Worth reading in full – thanks to Dominic for the link.
6 thoughts on “Councils respond to Communities in Control”
I suppose there is a universe where this…
“It is through representative democracy that elected councillors make tough decisions based on the interests of residents and this should remain the lynchpin of involving people locally.”
… translates as “(we are) keen that not too much power goes to the people”….
But I’ve not been to it. I’ve not really heard the argument that representative democracy isn’t the most effective means of putting power in the hands of the people, but I’d be interested to hear it….
Paulie – the white paper is all about giving power to local communities to make things better for themselves and others. That might mean bypassing traditional democratic structures. It looked to me like the LGA was warning against this.
No it isn’t about bypassing traditional democratic structures. Nowhere does it announce an intention to bypass representative democracy. It does twitter on a bit about active citizenship and petitions, and so on, but you can confidently predict that the classical objections to well-organised interest groups will rise fairly quickly and dampen them down.
If it did genuinely threaten to bypass representative government in any meaningful way, it would be a constitutional outrage that would make ID Cards, 42 Days, the proliferation of CCTV, the untiely death of Mrs Carta, a formal signature of a European Consitution (so named), a compulsory 100% DNA database, the RIP Bill look like minor bits of illiberality.
We are talking at cross-purposes here, I think. There are different ways of getting things done – one is by communities and groups self-organising and doing stuff themselves, the other route is getting an institution involved. By and large, for local issues this means the local authority and therefore contacting a councillor, etc etc.
It may be that councils take some comfort in being involved and exerting some control over such initiatives. It may not be in the best interests of the community that that is the case, however. So what are the other ways that people can organise themselves?
I don’t see this type of thing being a constitutional outrage.
No – what you’re saying isn’t a consitutional outrage. But you interpretted a pro-representative democracy statement as proof of an unwillingness to give ‘power to the people’.
I don’t have a problem with self-organistion or mutual aid either, but that’s not what this white paper is advocating.
I do object to a government encouraging people to draft petitions and giving petitions any status. A stupid idea with 5000 signatures behind it is still a stupid idea. Who takes responsibility when it goes wrong?

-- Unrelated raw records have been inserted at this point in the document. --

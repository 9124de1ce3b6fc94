//! Threshold profiles and the preference resolver

use serde::{Deserialize, Serialize};
use std::sync::Arc;
use std::time::Duration;
use storage::{PreferenceRecord, PreferenceStore};
use telemetry::SubjectId;
use tracing::{debug, warn};

/// Effective thresholds for one subject.
///
/// Also used as the system-wide defaults section of the configuration.
#[derive(Debug, Clone, PartialEq, Serialize, Deserialize)]
#[serde(default)]
pub struct ThresholdProfile {
    /// Heart rate above this raises `HeartRateHigh` (bpm)
    pub max_heart_rate: f64,
    /// Heart rate below this raises `HeartRateLow` (bpm)
    pub min_heart_rate: f64,
    pub max_stress_level: f64,
    /// Allowed separation from companions (metres)
    pub max_distance_apart: f64,
    /// Delay between the warning and the escalation re-check (seconds)
    pub grace_period_secs: u64,
}

impl Default for ThresholdProfile {
    fn default() -> Self {
        Self {
            max_heart_rate: 150.0,
            min_heart_rate: 40.0,
            max_stress_level: 80.0,
            max_distance_apart: 250.0,
            grace_period_secs: 600, // 10 minutes
        }
    }
}

impl ThresholdProfile {
    /// Overlay a stored record on these defaults, field by field
    pub fn merged_with(&self, record: &PreferenceRecord) -> Self {
        Self {
            max_heart_rate: record.max_heart_rate.unwrap_or(self.max_heart_rate),
            min_heart_rate: record.min_heart_rate.unwrap_or(self.min_heart_rate),
            max_stress_level: record.max_stress_level.unwrap_or(self.max_stress_level),
            max_distance_apart: record.max_distance_apart.unwrap_or(self.max_distance_apart),
            grace_period_secs: record.grace_period_secs.unwrap_or(self.grace_period_secs),
        }
    }

    pub fn grace_period(&self) -> Duration {
        Duration::from_secs(self.grace_period_secs)
    }
}

/// Loads per-subject thresholds, degrading to defaults.
///
/// Never fails: a store error or a missing record yields the defaults.
pub struct PreferenceResolver {
    store: Arc<dyn PreferenceStore>,
    defaults: ThresholdProfile,
}

impl PreferenceResolver {
    pub fn new(store: Arc<dyn PreferenceStore>, defaults: ThresholdProfile) -> Self {
        Self { store, defaults }
    }

    pub fn defaults(&self) -> &ThresholdProfile {
        &self.defaults
    }

    /// Resolve the effective profile for a subject
    pub async fn resolve(&self, subject: &SubjectId) -> ThresholdProfile {
        match self.store.get(subject).await {
            Ok(Some(record)) => {
                debug!("Loaded preferences for {}: {:?}", subject, record);
                self.defaults.merged_with(&record)
            }
            Ok(None) => {
                debug!("No stored preferences for {}, using defaults", subject);
                self.defaults.clone()
            }
            Err(e) => {
                warn!("Preference lookup for {} failed, using defaults: {}", subject, e);
                metrics::counter!("safety_preference_fallbacks_total").increment(1);
                self.defaults.clone()
            }
        }
    }
}

#[cfg(test)]
mod tests {
    use super::*;
    use async_trait::async_trait;
    use storage::{Repository, StorageError};

    struct UnavailableStore;

    #[async_trait]
    impl PreferenceStore for UnavailableStore {
        async fn get(&self, _subject: &SubjectId) -> Result<Option<PreferenceRecord>, StorageError> {
            Err(StorageError::DatabaseError("connection refused".to_string()))
        }

        async fn put(&self, _subject: &SubjectId, _record: &PreferenceRecord) -> Result<(), StorageError> {
            Err(StorageError::DatabaseError("connection refused".to_string()))
        }
    }

    #[tokio::test]
    async fn test_missing_record_uses_defaults() {
        let resolver = PreferenceResolver::new(Arc::new(Repository::new()), ThresholdProfile::default());
        let profile = resolver.resolve(&SubjectId::new("alice")).await;
        assert_eq!(profile, ThresholdProfile::default());
    }

    #[tokio::test]
    async fn test_store_failure_uses_defaults() {
        let defaults = ThresholdProfile {
            max_distance_apart: 100.0,
            ..Default::default()
        };
        let resolver = PreferenceResolver::new(Arc::new(UnavailableStore), defaults.clone());
        assert_eq!(resolver.resolve(&SubjectId::new("alice")).await, defaults);
    }

    #[tokio::test]
    async fn test_partial_record_falls_back_per_field() {
        let repo = Arc::new(Repository::new());
        let subject = SubjectId::new("alice");
        repo.put(
            &subject,
            &PreferenceRecord {
                max_heart_rate: Some(170.0),
                grace_period_secs: Some(30),
                ..Default::default()
            },
        )
        .await
        .unwrap();

        let resolver = PreferenceResolver::new(repo, ThresholdProfile::default());
        let profile = resolver.resolve(&subject).await;

        assert_eq!(profile.max_heart_rate, 170.0);
        assert_eq!(profile.grace_period(), Duration::from_secs(30));
        assert_eq!(profile.min_heart_rate, 40.0);
        assert_eq!(profile.max_distance_apart, 250.0);
        assert_eq!(profile.max_stress_level, 80.0);
    }

    #[test]
    fn test_defaults_deserialize_partially() {
        let profile: ThresholdProfile =
            serde_json::from_str(r#"{"grace_period_secs": 5}"#).unwrap();
        assert_eq!(profile.grace_period_secs, 5);
        assert_eq!(profile.max_heart_rate, 150.0);
    }
}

I object to the public being encouraged to exercise powers of scrutiny that don’t involve going through councillors – it’s a green light to pressure groups, local newspapers, organised busy-bodies and middle-class lobbies to bully people who have been elected to represent the *whole* community.
I object to the half-baked attempt to give unelected ‘voluntary bodies’ more say in how local government is run. I work full-time – I don’t have time to get involved in the details of local government. I elect people to do that for me. Now, I’ll find The Usual Suspects – people with time on their hands – having an inordinate say in how my local authority is being run.
As a voter that doesn’t subscribe to any of these voluntary bodies, it will diminish my say in local government.
You say that “…it may be that councils take some comfort in being involved and exerting some control over such initiatives..”
In my experience ,they are very keen to hand all decisions up to central government. This is the real problem, and a more confident represenative government is the solution to this problem. Thankfully, the White Paper has elements of this buried in it – the bits that the LGA are keen on, by the way…
Interestingly a survey we recently conducted generally found a high level of satisfaction with a councils service, people thought their councils did a good job.
On the other hand most participants thought the council did a poor job in communicating their ideas, or indeed how they are spending your money.
My take on the white paper is that it is this aspect (what a council does, why it does it, and what is costs) that central gov is saying to councils – get connected with your communities and communicate – now that is a good thing surely.
The problem is how to fund all this, especially when it comes to digital inclusion, and a reluctance of councils to make themselves more accountable.